Ясунари Кавабата - Озеро
— Ты говоришь, этот Мидзуно был с подружкой?
— Да, хотя ей всего пятнадцать… Кстати, в зоопарке ко мне опять-таки прицепился мужчина. Он гулял там с женой и детьми, но бросил их и пошел вслед за мною…
— Почему ты допускаешь такое? — рассердился Арита.
— Допускаю?! Разве в этом моя вина? Я просто шла и с завистью глядела на Мидзуно и его подружку. И так вдруг тоскливо стало на душе…
— Нет, именно ты виновата в том, что привлекаешь к себе мужчин. Тебе это доставляет удовольствие.

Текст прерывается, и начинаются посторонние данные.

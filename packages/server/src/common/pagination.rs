//! Cursor-based pagination primitives.
//!
//! Two cursor kinds exist on the wire:
//!
//! - **Id cursors** (timeline, post history): base64 (URL-safe, no padding)
//!   of the canonical hyphenated post-id string. V7 ids are time-ordered,
//!   so the id alone is a stable sort key.
//! - **Time cursors** (follower/following lists): the ISO-8601 `createdAt`
//!   of the previous page's last element, passed as-is.
//!
//! Invalid cursors of either kind are treated as absent — the caller gets
//! the first page, never an error.

use base64::engine::general_purpose::URL_SAFE_NO_PAD;
use base64::Engine;
use chrono::{DateTime, Utc};
use serde::Serialize;

use super::id::Id;

/// Encode an id cursor: base64 of the canonical id string.
pub fn encode_id_cursor<T>(id: Id<T>) -> String {
    URL_SAFE_NO_PAD.encode(id.to_string())
}

/// Decode an id cursor. Anything that is not base64 of a UUID string is
/// silently treated as "no cursor".
pub fn decode_id_cursor<T>(cursor: Option<&str>) -> Option<Id<T>> {
    let raw = URL_SAFE_NO_PAD.decode(cursor?).ok()?;
    let s = String::from_utf8(raw).ok()?;
    Id::parse(&s).ok()
}

/// Encode a time cursor as RFC 3339 (ISO-8601) with full precision.
pub fn encode_time_cursor(at: DateTime<Utc>) -> String {
    at.to_rfc3339_opts(chrono::SecondsFormat::Micros, true)
}

/// Decode a time cursor; malformed input means "first page".
pub fn decode_time_cursor(cursor: Option<&str>) -> Option<DateTime<Utc>> {
    let parsed = DateTime::parse_from_rfc3339(cursor?).ok()?;
    Some(parsed.with_timezone(&Utc))
}

/// Page envelope shared by every list endpoint.
#[derive(Debug, Clone, Serialize)]
pub struct Page<T> {
    pub data: Vec<T>,
    pub pagination: Pagination,
}

#[derive(Debug, Clone, Serialize)]
#[serde(rename_all = "camelCase")]
pub struct Pagination {
    pub next_cursor: Option<String>,
    pub has_more: bool,
}

impl<T> Page<T> {
    pub fn new(data: Vec<T>, next_cursor: Option<String>, has_more: bool) -> Self {
        Self {
            data,
            pagination: Pagination {
                next_cursor,
                has_more,
            },
        }
    }
}

/// Clamp a requested page size into `[1, max]`, defaulting when absent.
pub fn clamp_limit(requested: Option<i64>, default: i64, max: i64) -> i64 {
    requested.unwrap_or(default).clamp(1, max)
}

/// Trim a `limit + 1` fetch down to `limit`, reporting whether more exist.
pub fn trim_results<T>(results: Vec<T>, limit: usize) -> (Vec<T>, bool) {
    let has_more = results.len() > limit;
    let results = if has_more {
        results.into_iter().take(limit).collect()
    } else {
        results
    };
    (results, has_more)
}

#[cfg(test)]
mod tests {
    use super::*;
    use crate::common::entity_ids::PostId;
    use crate::common::id::IdGenerator;

    #[test]
    fn id_cursor_roundtrip() {
        let ids = IdGenerator::new();
        let id: PostId = ids.generate();
        let encoded = encode_id_cursor(id);
        assert_eq!(decode_id_cursor::<crate::common::entity_ids::Post>(Some(&encoded)), Some(id));
    }

    #[test]
    fn invalid_id_cursor_is_first_page() {
        assert_eq!(decode_id_cursor::<crate::common::entity_ids::Post>(None), None);
        assert_eq!(
            decode_id_cursor::<crate::common::entity_ids::Post>(Some("%%%not-base64%%%")),
            None
        );
        // Valid base64, but not a UUID underneath.
        let junk = URL_SAFE_NO_PAD.encode("hello world");
        assert_eq!(decode_id_cursor::<crate::common::entity_ids::Post>(Some(&junk)), None);
    }

    #[test]
    fn time_cursor_roundtrip() {
        let now = Utc::now();
        let encoded = encode_time_cursor(now);
        let decoded = decode_time_cursor(Some(&encoded)).unwrap();
        // RFC 3339 micros keeps enough precision for Postgres timestamps.
        assert_eq!(decoded.timestamp_micros(), now.timestamp_micros());
    }

    #[test]
    fn invalid_time_cursor_is_first_page() {
        assert_eq!(decode_time_cursor(Some("yesterday")), None);
        assert_eq!(decode_time_cursor(None), None);
    }

    #[test]
    fn clamp_limit_bounds() {
        assert_eq!(clamp_limit(None, 20, 100), 20);
        assert_eq!(clamp_limit(Some(50), 20, 100), 50);
        assert_eq!(clamp_limit(Some(500), 20, 100), 100);
        assert_eq!(clamp_limit(Some(0), 20, 100), 1);
        assert_eq!(clamp_limit(Some(-3), 20, 100), 1);
    }

    #[test]
    fn trim_results_detects_more() {
        let items: Vec<i32> = (1..=12).collect();
        let (trimmed, has_more) = trim_results(items, 10);
        assert_eq!(trimmed.len(), 10);
        assert!(has_more);

        let items: Vec<i32> = (1..=5).collect();
        let (trimmed, has_more) = trim_results(items, 10);
        assert_eq!(trimmed.len(), 5);
        assert!(!has_more);
    }
}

— Зачем вы так говорите? Уверяю вас, никакого удовольствия я от этого не испытываю. Накануне я потеряла сумку. Я страшно испугалась мужчины, который шел за мной следом, и ударила его сумкой, а может, кинула ему ее в лицо. Точно не помню — так он меня напугал! А в сумке было много денег. Я как раз возвращалась из банка, где сняла со счета крупную сумму. Мать заняла деньги у знакомых и вручила кому надо, иначе бы брата не приняли в университет. А я хотела отдать их матери, чтобы она возвратила долг.
— Сколько же там было?
— Сто тысяч. — Мияко почему-то назвала половину суммы и, затаив дыхание, ожидала, что на это ответит Арита.
— Н-да, деньги немалые. И этот человек украл их?

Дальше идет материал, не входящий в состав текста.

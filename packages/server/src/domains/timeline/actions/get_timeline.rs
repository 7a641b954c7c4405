//! Read-path merger: materialized timeline plus on-demand celebrity reads.

use anyhow::Result;

use crate::common::entity_ids::{PostId, UserId};
use crate::common::pagination::{decode_id_cursor, encode_id_cursor};
use crate::domains::posts::models::Post;
use crate::domains::social::models::Follow;
use crate::kernel::ServerKernel;

/// One page of a reader's home timeline.
#[derive(Debug)]
pub struct TimelinePage {
    pub posts: Vec<Post>,
    pub next_cursor: Option<String>,
    pub has_more: bool,
}

/// Assemble `reader`'s home timeline page.
///
/// The materialized cache serves the bulk in constant time; posts by
/// followed celebrities are fetched on demand and merged, because they were
/// deliberately never fanned out. Both sources can overlap (a celebrity's
/// posts may sit in the cache from a follow-time backfill), so the merge
/// dedupes by post id before paging.
pub async fn get_timeline(
    reader: UserId,
    cursor: Option<&str>,
    limit: i64,
    kernel: &ServerKernel,
) -> Result<TimelinePage> {
    // An invalid cursor means first page, never an error.
    let cursor_id: Option<PostId> = decode_id_cursor(cursor);
    let max_score = cursor_id.map(|id| id.timestamp_ms());

    let cached_ids = kernel.cache.range(reader, max_score, limit + 1).await?;
    let mut posts = Post::find_by_ids(&cached_ids, &kernel.db).await?;

    let celebrities = Follow::find_followed_celebrities(
        reader,
        kernel.config.celebrity_follower_threshold,
        &kernel.db,
    )
    .await?;

    for celebrity in celebrities {
        let latest =
            Post::find_by_author_latest(celebrity, limit, kernel.db.pool_for(celebrity)).await?;
        posts.extend(latest.into_iter().filter(|p| match max_score {
            Some(max) => p.id.timestamp_ms() < max,
            None => true,
        }));
    }

    let (posts, has_more) = merge_and_page(posts, limit as usize);
    let next_cursor = if has_more {
        posts.last().map(|p| encode_id_cursor(p.id))
    } else {
        None
    };

    Ok(TimelinePage {
        posts,
        next_cursor,
        has_more,
    })
}

/// Sort id-descending, dedupe by id, and cut one page. Post ids are
/// globally unique and time-ordered, so id order is time order.
fn merge_and_page(mut posts: Vec<Post>, limit: usize) -> (Vec<Post>, bool) {
    posts.sort_by(|a, b| b.id.cmp(&a.id));
    posts.dedup_by_key(|p| p.id);

    let has_more = posts.len() > limit;
    posts.truncate(limit);
    (posts, has_more)
}

#[cfg(test)]
mod tests {
    use super::*;
    use crate::common::id::IdGenerator;
    use chrono::Utc;

    fn post(ids: &IdGenerator) -> Post {
        Post {
            id: ids.generate(),
            user_id: ids.generate(),
            content: "post".to_string(),
            created_at: Utc::now(),
        }
    }

    #[test]
    fn merge_sorts_descending_and_dedupes() {
        let ids = IdGenerator::new();
        let a = post(&ids);
        let b = post(&ids);
        let c = post(&ids);

        // Shuffled input with a duplicate of b.
        let merged = vec![b.clone(), c.clone(), a.clone(), b.clone()];
        let (page, has_more) = merge_and_page(merged, 10);

        let got: Vec<PostId> = page.iter().map(|p| p.id).collect();
        assert_eq!(got, vec![c.id, b.id, a.id]);
        assert!(!has_more);
    }

    #[test]
    fn merge_pages_at_limit() {
        let ids = IdGenerator::new();
        let posts: Vec<Post> = (0..5).map(|_| post(&ids)).collect();
        let newest = posts.last().unwrap().id;

        let (page, has_more) = merge_and_page(posts, 3);
        assert_eq!(page.len(), 3);
        assert!(has_more);
        assert_eq!(page[0].id, newest);
    }

    #[test]
    fn empty_merge_is_empty_page() {
        let (page, has_more) = merge_and_page(Vec::new(), 20);
        assert!(page.is_empty());
        assert!(!has_more);
    }
}
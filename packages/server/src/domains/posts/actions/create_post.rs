//! Create-post command: validate, write the post and its outbox event in
//! one transaction.

use chrono::Utc;
use thiserror::Error;
use tracing::info;

use crate::common::entity_ids::{PostId, UserId};
use crate::common::RequestContext;
use crate::domains::events::{DomainEvent, PostCreatedPayload};
use crate::domains::posts::models::Post;
use crate::domains::users::models::User;
use crate::kernel::ServerKernel;

/// Maximum post length in Unicode code points, counted after trimming.
pub const MAX_CONTENT_CODE_POINTS: usize = 280;

#[derive(Error, Debug)]
pub enum CreatePostError {
    #[error("tweet content must not be empty")]
    EmptyContent,

    #[error("tweet content must not exceed {MAX_CONTENT_CODE_POINTS} characters")]
    ContentTooLong,

    #[error("database error: {0}")]
    Database(#[from] sqlx::Error),

    #[error(transparent)]
    Internal(#[from] anyhow::Error),
}

fn validate_content(content: &str) -> Result<&str, CreatePostError> {
    let content = content.trim();
    if content.is_empty() {
        return Err(CreatePostError::EmptyContent);
    }
    if content.chars().count() > MAX_CONTENT_CODE_POINTS {
        return Err(CreatePostError::ContentTooLong);
    }
    Ok(content)
}

/// Create a post for `author`.
///
/// The post row and the `POST_CREATED` outbox record commit atomically: an
/// observer either sees both or neither. Failure to later publish the event
/// can never lose the post; a published event can never reference an
/// uncommitted post.
pub async fn create_post(
    author: UserId,
    content: &str,
    ctx: &RequestContext,
    kernel: &ServerKernel,
) -> Result<Post, CreatePostError> {
    let content = validate_content(content)?;

    let post_id: PostId = kernel.ids.generate();
    let post = Post {
        id: post_id,
        user_id: author,
        content: content.to_string(),
        created_at: Utc::now(),
    };

    let mut tx = kernel.db.pool_for(author).begin().await?;

    // The author may never have been seen before (identity arrives from the
    // edge, not from a registration flow).
    User::upsert_if_absent(author, &mut *tx).await?;
    post.insert(&mut tx).await?;

    DomainEvent::PostCreated(PostCreatedPayload {
        tweet_id: post.id,
        user_id: author.into(),
        content: post.content.clone(),
        created_at: post.created_at,
    })
    .append_to_outbox(&mut tx, &ctx.request_id)
    .await?;

    tx.commit().await?;

    info!(post_id = %post.id, author = %author, "Post created");

    Ok(post)
}

#[cfg(test)]
mod tests {
    use super::*;

    #[test]
    fn trims_surrounding_whitespace() {
        assert_eq!(validate_content("  hello  ").unwrap(), "hello");
    }

    #[test]
    fn rejects_empty_and_whitespace_only() {
        assert!(matches!(validate_content(""), Err(CreatePostError::EmptyContent)));
        assert!(matches!(
            validate_content("   \n\t "),
            Err(CreatePostError::EmptyContent)
        ));
    }

    #[test]
    fn limit_counts_code_points_not_bytes() {
        // 280 'é' chars: 560 bytes but exactly at the limit.
        let at_limit = "é".repeat(MAX_CONTENT_CODE_POINTS);
        assert!(validate_content(&at_limit).is_ok());

        let over = "é".repeat(MAX_CONTENT_CODE_POINTS + 1);
        assert!(matches!(
            validate_content(&over),
            Err(CreatePostError::ContentTooLong)
        ));
    }

    #[test]
    fn limit_applies_after_trim() {
        let padded = format!("   {}   ", "x".repeat(MAX_CONTENT_CODE_POINTS));
        assert!(validate_content(&padded).is_ok());
    }
}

Мияко кивнула. Арита почувствовал, как в темноте ее тело содрогается от беззвучных рыданий.
Почему она назвала лишь половину суммы? Из чувства стыда или из опасения, что больше старик не даст? Арита ласково погладил ее. Теперь она знала: половина потерянной суммы будет возмещена, и слезы по-прежнему текли по ее щекам.
— Не расстраивайся. Но учти: если будешь и дальше так вести себя с мужчинами, ты когда-нибудь попадешь в неприятную историю, — мягко упрекнул ее Арита.

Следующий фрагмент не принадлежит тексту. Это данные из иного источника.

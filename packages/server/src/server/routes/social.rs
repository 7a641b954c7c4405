//! Follow-graph endpoints: follow, unfollow, and both edge listings.

use axum::extract::{Extension, Path, Query};
use axum::http::StatusCode;
use axum::Json;

use crate::common::context::RequestContext;
use crate::common::entity_ids::UserId;
use crate::common::pagination::{clamp_limit, encode_time_cursor, Page};
use crate::domains::social::actions::{follow, list_followers, list_following, unfollow};
use crate::server::app::AppState;
use crate::server::dto::{FollowEdgeEntry, FollowResponse, PageQuery};
use crate::server::error::{require_self, ApiError};

fn parse_pair(
    id: &str,
    target: &str,
    request_id: &str,
) -> Result<(UserId, UserId), ApiError> {
    let id = UserId::parse(id).map_err(|e| ApiError::bad_user_id(e, request_id))?;
    let target = UserId::parse(target).map_err(|e| ApiError::bad_user_id(e, request_id))?;
    Ok((id, target))
}

/// POST /api/v1/users/{id}/follow/{target}
pub async fn follow_handler(
    Extension(state): Extension<AppState>,
    Extension(ctx): Extension<RequestContext>,
    Path((id, target)): Path<(String, String)>,
) -> Result<(StatusCode, Json<FollowResponse>), ApiError> {
    let (id, target) = parse_pair(&id, &target, &ctx.request_id)?;
    let caller = require_self(&ctx, id)?;

    let edge = follow(caller, target, &ctx, &state.kernel)
        .await
        .map_err(|e| ApiError::from_follow(e, &ctx.request_id))?;

    Ok((StatusCode::CREATED, Json(edge.into())))
}

/// DELETE /api/v1/users/{id}/follow/{target}
pub async fn unfollow_handler(
    Extension(state): Extension<AppState>,
    Extension(ctx): Extension<RequestContext>,
    Path((id, target)): Path<(String, String)>,
) -> Result<Json<serde_json::Value>, ApiError> {
    let (id, target) = parse_pair(&id, &target, &ctx.request_id)?;
    let caller = require_self(&ctx, id)?;

    unfollow(caller, target, &ctx, &state.kernel)
        .await
        .map_err(|e| ApiError::from_follow(e, &ctx.request_id))?;

    Ok(Json(serde_json::json!({
        "followerId": caller,
        "followeeId": target,
    })))
}

/// GET /api/v1/users/{id}/following
pub async fn following_handler(
    Extension(state): Extension<AppState>,
    Extension(ctx): Extension<RequestContext>,
    Path(id): Path<String>,
    Query(query): Query<PageQuery>,
) -> Result<Json<Page<FollowEdgeEntry>>, ApiError> {
    let user = UserId::parse(&id).map_err(|e| ApiError::bad_user_id(e, &ctx.request_id))?;
    let limit = clamp_limit(
        query.limit,
        state.kernel.config.timeline_default_page_size,
        state.kernel.config.timeline_max_page_size,
    );

    let (edges, has_more) = list_following(user, query.cursor.as_deref(), limit, &state.kernel)
        .await
        .map_err(|e| ApiError::internal(e, &ctx.request_id))?;

    let next_cursor = if has_more {
        edges.last().map(|f| encode_time_cursor(f.created_at))
    } else {
        None
    };
    let data = edges
        .into_iter()
        .map(|f| FollowEdgeEntry {
            user_id: f.followee_id,
            followed_at: f.created_at,
        })
        .collect();

    Ok(Json(Page::new(data, next_cursor, has_more)))
}

/// GET /api/v1/users/{id}/followers
pub async fn followers_handler(
    Extension(state): Extension<AppState>,
    Extension(ctx): Extension<RequestContext>,
    Path(id): Path<String>,
    Query(query): Query<PageQuery>,
) -> Result<Json<Page<FollowEdgeEntry>>, ApiError> {
    let user = UserId::parse(&id).map_err(|e| ApiError::bad_user_id(e, &ctx.request_id))?;
    let limit = clamp_limit(
        query.limit,
        state.kernel.config.timeline_default_page_size,
        state.kernel.config.timeline_max_page_size,
    );

    let (edges, has_more) = list_followers(user, query.cursor.as_deref(), limit, &state.kernel)
        .await
        .map_err(|e| ApiError::internal(e, &ctx.request_id))?;

    let next_cursor = if has_more {
        edges.last().map(|f| encode_time_cursor(f.created_at))
    } else {
        None
    };
    let data = edges
        .into_iter()
        .map(|f| FollowEdgeEntry {
            user_id: f.follower_id,
            followed_at: f.created_at,
        })
        .collect();

    Ok(Json(Page::new(data, next_cursor, has_more)))
}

Старик уснул, прижавшись щекой к ее ладони. Но к Мияко сон не шел. В крышу стучал ранний летний дождик. Мияко лежала рядом со стариком и думала, что по ровному дыханию спящего никто бы, наверно, не смог правильно определить его возраст. Свободной рукой она приподняла его голову и выпростала из-под нее руку. Он не проснулся. Она глядела на лежащего рядом женоненавистника — он сам себя так называл, — который сладко спал, полностью доверившись ей, и думала, сколь его слова противоречат поступкам. Эта мысль вызвала у нее отвращение к самой себе. Она знала, как Арита ненавидит женщин. Ему было всего тридцать лет, когда жена, приревновав его, наложила на себя руки. С тех пор страх перед женской ревностью настолько глубоко укоренился в его душе, что при малейшем ее проявлении он готов был бежать за тридевять земель. Гордость, как и понимание безысходности ее положения, не позволяла Мияко ревновать к кому-либо Ариту, но ведь она была женщиной, и иногда ревнивые слова внезапно срывались у нее с губ; однако, заметив, какая недовольная гримаса появлялась при этом на лице старика, она мгновенно умолкала, упрекая себя за допущенную слабость. Впрочем, Арита ненавидел женщин не только из-за ревности, которую они проявляли. И не потому, что он был уже слишком стар, чтобы интересоваться ими. Мияко не понимала, как можно ревновать старика, да еще закоренелого женоненавистника. Глупо даже произносить такие слова, как «любит или не любит женщин», когда речь идет об Арите, размышляла Мияко, сравнивая его возраст со своим. Она с завистью подумала о Мидзуно и его подружке. Брат и раньше рассказывал ей, что у Мидзуно есть возлюбленная Матиэ, но Мияко впервые познакомилась с ней лишь в тот день, когда они праздновали поступление Кэйсукэ в университет.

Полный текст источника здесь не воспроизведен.